What is expected – Please take the records that follow and repeat exactly the lines starting with the line with "mod action;" and going on through the line with "pub use player::Player;".

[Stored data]
==============================

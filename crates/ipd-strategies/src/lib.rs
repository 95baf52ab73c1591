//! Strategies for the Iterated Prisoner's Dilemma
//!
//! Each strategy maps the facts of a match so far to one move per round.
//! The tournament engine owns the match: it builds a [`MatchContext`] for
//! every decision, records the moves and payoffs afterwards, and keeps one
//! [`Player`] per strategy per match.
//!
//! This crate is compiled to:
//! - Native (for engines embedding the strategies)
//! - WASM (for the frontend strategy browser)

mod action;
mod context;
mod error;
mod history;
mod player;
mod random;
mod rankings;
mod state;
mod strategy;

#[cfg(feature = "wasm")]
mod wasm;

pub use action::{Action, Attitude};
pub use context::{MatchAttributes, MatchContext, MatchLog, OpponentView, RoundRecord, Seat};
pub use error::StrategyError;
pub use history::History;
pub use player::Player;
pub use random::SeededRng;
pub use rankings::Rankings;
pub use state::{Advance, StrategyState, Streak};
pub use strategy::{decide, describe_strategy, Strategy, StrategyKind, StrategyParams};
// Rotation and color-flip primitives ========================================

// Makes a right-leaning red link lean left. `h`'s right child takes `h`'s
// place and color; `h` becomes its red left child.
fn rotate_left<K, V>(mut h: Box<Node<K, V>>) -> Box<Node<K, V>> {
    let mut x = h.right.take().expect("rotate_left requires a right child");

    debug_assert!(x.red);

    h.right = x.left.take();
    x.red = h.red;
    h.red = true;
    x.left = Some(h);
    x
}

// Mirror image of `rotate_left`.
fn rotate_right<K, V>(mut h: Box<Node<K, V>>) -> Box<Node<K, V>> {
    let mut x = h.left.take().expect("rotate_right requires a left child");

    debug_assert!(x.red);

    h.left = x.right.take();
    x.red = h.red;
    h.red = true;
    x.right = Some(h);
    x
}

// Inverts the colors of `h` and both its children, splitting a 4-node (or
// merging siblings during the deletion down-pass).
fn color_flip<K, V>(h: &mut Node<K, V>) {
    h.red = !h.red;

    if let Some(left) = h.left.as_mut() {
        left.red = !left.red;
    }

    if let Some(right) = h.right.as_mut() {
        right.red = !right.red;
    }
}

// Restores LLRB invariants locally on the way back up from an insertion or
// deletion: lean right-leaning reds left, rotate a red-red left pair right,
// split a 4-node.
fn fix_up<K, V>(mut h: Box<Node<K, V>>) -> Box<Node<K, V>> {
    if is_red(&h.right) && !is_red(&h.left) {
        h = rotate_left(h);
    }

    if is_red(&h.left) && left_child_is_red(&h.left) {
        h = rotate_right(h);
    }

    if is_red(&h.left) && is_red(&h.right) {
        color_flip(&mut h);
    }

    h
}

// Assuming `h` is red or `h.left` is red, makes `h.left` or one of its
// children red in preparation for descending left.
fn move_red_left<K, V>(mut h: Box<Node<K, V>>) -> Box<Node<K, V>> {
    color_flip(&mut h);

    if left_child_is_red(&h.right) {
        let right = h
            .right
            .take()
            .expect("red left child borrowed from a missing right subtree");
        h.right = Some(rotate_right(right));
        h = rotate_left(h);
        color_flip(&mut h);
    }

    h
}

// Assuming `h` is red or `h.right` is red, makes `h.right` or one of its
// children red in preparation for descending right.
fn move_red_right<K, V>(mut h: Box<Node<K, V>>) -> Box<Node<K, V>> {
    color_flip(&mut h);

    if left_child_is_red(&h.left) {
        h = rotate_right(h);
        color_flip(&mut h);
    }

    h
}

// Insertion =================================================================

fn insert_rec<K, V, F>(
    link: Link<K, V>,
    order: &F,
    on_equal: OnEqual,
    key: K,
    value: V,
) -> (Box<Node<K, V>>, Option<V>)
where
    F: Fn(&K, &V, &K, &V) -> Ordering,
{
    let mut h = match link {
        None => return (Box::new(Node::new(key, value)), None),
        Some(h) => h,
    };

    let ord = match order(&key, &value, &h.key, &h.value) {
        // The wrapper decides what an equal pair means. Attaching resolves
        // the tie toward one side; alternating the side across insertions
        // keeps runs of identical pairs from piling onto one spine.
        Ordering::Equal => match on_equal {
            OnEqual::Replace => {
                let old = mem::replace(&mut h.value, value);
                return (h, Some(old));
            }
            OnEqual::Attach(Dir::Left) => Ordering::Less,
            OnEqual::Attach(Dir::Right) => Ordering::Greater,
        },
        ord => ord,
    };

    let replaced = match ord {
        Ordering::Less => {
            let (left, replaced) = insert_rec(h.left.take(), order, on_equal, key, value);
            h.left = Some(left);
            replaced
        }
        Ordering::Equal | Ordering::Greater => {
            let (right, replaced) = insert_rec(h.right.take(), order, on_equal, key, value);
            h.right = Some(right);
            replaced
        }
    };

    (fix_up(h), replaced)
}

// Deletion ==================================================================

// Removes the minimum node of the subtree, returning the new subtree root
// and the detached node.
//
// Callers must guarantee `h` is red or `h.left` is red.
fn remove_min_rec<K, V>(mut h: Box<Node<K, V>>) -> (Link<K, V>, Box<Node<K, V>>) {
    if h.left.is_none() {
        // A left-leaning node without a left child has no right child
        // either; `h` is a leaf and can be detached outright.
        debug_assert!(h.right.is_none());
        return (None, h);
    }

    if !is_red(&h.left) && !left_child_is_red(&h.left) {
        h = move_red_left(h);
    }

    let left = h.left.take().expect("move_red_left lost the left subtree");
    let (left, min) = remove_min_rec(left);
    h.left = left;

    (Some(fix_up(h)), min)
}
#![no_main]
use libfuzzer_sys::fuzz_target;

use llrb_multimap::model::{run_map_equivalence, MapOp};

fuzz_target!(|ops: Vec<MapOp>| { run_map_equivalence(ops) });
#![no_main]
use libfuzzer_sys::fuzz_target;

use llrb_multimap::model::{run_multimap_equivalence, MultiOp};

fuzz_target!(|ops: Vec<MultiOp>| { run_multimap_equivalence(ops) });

==============================

Response –
mod action;
mod context;
mod error;
mod history;
mod player;
mod random;
mod rankings;
mod state;
mod strategy;

#[cfg(feature = "wasm")]
mod wasm;

pub use action::{Action, Attitude};
pub use context::{MatchAttributes, MatchContext, MatchLog, OpponentView, RoundRecord, Seat};
pub use error::StrategyError;
pub use history::History;
pub use player::Player;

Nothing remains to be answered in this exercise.